▶ _TASK DIRECTIONS_: All lines from the one containing "#[derive(Clone)]" to the end of the entries below should be output exactly as they appear. No other lines should be output.

▶ _RECORDS TO PROCESS_:
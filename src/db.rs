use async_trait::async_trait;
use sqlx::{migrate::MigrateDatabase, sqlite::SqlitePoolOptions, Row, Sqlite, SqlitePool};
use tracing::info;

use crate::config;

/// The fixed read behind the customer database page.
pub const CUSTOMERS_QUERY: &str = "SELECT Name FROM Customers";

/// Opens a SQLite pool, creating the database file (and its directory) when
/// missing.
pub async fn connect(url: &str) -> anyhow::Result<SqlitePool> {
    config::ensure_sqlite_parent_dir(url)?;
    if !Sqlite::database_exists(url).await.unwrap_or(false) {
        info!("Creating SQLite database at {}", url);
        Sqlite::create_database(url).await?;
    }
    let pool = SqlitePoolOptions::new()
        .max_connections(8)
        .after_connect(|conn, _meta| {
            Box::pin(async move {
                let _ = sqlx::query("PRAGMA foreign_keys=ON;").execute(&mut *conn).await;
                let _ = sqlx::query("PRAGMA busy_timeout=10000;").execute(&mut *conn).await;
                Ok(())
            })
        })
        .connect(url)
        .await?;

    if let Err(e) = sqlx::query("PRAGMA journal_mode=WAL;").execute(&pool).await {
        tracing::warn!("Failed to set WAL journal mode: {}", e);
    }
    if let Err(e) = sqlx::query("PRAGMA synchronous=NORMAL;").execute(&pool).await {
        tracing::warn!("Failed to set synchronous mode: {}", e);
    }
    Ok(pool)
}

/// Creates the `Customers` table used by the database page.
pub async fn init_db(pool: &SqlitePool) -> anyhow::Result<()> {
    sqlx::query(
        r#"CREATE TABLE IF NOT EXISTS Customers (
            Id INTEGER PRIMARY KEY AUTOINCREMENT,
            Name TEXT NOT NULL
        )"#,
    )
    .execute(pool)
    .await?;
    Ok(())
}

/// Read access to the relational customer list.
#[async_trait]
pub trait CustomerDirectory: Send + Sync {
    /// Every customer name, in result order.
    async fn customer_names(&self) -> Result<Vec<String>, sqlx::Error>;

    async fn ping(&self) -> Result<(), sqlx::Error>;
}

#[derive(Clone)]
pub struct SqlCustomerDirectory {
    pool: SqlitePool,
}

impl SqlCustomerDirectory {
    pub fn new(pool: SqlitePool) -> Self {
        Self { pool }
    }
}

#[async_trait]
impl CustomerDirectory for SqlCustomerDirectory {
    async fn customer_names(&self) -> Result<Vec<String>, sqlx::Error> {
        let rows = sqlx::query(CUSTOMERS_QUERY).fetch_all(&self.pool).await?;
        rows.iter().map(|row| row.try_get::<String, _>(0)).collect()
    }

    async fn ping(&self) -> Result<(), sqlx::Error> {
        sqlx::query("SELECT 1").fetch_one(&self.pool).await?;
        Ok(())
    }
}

▶ _RESPONSE BELOW_:
#[derive(Clone)]
pub struct SqlCustomerDirectory {
    pool: SqlitePool,
}

impl SqlCustomerDirectory {
    pub fn new(pool: SqlitePool) -> Self {
        Self { pool }
    }
}

#[async_trait]
impl CustomerDirectory for SqlCustomerDirectory {
    async fn customer_names(&self) -> Result<Vec<String>, sqlx::Error> {
        let rows = sqlx::query(CUSTOMERS_QUERY).fetch_all(&self.pool).await?;
        rows.iter().map(|row| row.try_get::<String, _>(0)).collect()
    }

    async fn ping(&self) -> Result<(), sqlx::Error> {
        sqlx::query("SELECT 1").fetch_one(&self.pool).await?;
        Ok(())
    }
}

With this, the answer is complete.